# Task requirements
Answer with one number only, the count of lines in the material below that hold "Coding".

# The data
^^^^^^^^^^^^^^^^

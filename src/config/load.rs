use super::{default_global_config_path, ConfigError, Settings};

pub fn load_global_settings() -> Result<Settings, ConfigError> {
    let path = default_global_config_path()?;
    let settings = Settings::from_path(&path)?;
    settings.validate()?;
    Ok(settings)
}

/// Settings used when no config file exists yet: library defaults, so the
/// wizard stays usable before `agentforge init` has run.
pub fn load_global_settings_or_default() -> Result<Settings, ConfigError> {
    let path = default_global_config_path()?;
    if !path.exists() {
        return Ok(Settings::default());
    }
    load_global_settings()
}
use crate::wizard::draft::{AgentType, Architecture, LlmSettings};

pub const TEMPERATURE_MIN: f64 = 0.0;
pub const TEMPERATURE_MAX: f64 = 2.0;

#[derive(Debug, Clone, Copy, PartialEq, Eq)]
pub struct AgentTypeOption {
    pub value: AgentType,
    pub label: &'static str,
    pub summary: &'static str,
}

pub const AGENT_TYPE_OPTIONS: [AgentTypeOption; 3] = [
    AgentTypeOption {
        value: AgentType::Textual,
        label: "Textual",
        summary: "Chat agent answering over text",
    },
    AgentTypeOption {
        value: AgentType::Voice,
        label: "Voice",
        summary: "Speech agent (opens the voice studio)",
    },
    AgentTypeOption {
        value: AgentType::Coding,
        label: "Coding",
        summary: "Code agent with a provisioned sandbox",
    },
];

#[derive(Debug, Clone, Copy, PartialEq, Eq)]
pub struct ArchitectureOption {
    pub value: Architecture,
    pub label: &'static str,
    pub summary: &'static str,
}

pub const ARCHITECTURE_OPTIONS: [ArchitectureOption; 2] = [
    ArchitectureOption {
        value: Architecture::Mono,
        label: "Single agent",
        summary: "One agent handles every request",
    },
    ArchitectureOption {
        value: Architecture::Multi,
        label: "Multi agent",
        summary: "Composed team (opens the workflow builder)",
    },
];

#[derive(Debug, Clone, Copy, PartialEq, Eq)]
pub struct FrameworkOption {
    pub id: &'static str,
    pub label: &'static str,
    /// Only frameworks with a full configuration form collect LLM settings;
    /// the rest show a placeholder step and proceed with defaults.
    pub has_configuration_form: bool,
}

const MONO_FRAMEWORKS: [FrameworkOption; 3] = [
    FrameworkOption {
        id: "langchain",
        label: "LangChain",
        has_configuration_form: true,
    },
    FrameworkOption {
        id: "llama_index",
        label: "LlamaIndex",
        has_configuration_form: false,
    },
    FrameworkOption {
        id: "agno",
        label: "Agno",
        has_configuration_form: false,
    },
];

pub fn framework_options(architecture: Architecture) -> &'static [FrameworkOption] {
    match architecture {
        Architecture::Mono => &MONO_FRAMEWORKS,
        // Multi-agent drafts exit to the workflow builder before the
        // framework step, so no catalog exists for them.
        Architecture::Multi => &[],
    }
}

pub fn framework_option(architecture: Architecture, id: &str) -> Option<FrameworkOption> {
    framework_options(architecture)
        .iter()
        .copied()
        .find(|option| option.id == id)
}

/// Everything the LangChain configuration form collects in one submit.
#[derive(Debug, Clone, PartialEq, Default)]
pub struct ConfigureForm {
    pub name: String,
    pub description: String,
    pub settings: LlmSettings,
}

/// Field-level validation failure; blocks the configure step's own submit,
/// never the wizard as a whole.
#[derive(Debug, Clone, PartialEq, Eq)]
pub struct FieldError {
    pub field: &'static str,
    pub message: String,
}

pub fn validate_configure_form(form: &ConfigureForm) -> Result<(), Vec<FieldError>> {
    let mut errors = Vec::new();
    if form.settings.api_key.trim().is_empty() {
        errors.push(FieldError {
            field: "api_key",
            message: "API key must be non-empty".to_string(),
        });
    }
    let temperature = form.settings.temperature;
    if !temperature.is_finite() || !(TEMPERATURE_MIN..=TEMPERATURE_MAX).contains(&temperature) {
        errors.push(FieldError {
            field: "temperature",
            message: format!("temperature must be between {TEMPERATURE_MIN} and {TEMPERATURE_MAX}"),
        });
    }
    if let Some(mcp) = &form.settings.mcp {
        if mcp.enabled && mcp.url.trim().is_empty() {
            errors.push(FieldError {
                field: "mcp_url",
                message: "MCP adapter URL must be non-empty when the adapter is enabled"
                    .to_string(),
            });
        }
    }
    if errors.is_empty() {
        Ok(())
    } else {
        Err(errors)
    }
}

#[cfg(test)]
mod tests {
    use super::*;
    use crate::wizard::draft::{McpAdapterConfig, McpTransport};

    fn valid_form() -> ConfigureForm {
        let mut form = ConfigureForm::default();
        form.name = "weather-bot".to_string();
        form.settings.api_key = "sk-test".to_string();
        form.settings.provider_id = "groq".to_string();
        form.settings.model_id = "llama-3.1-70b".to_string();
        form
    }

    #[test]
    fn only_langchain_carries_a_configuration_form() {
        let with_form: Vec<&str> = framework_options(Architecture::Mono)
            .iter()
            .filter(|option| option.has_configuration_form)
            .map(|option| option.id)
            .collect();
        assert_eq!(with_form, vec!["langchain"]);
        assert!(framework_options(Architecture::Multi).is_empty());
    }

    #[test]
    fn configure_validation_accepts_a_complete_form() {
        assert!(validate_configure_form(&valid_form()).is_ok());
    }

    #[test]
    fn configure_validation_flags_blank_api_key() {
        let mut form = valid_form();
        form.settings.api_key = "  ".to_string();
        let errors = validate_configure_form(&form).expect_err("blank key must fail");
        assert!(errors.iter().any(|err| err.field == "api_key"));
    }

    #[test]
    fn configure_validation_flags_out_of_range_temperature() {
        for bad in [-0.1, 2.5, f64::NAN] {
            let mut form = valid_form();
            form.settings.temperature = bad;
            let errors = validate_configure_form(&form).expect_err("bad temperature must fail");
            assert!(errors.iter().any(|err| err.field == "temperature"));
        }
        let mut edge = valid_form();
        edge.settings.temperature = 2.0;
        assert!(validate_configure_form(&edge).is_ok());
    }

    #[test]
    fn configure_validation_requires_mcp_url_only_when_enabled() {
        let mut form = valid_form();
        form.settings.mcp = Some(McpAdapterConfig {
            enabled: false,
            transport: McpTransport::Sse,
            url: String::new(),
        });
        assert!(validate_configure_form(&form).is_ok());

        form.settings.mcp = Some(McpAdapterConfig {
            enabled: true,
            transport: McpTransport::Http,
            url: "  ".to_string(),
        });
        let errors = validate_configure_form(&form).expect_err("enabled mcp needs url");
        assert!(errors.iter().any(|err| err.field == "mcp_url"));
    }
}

^^^^^^^^^^^^^^^^

# Exercise response
2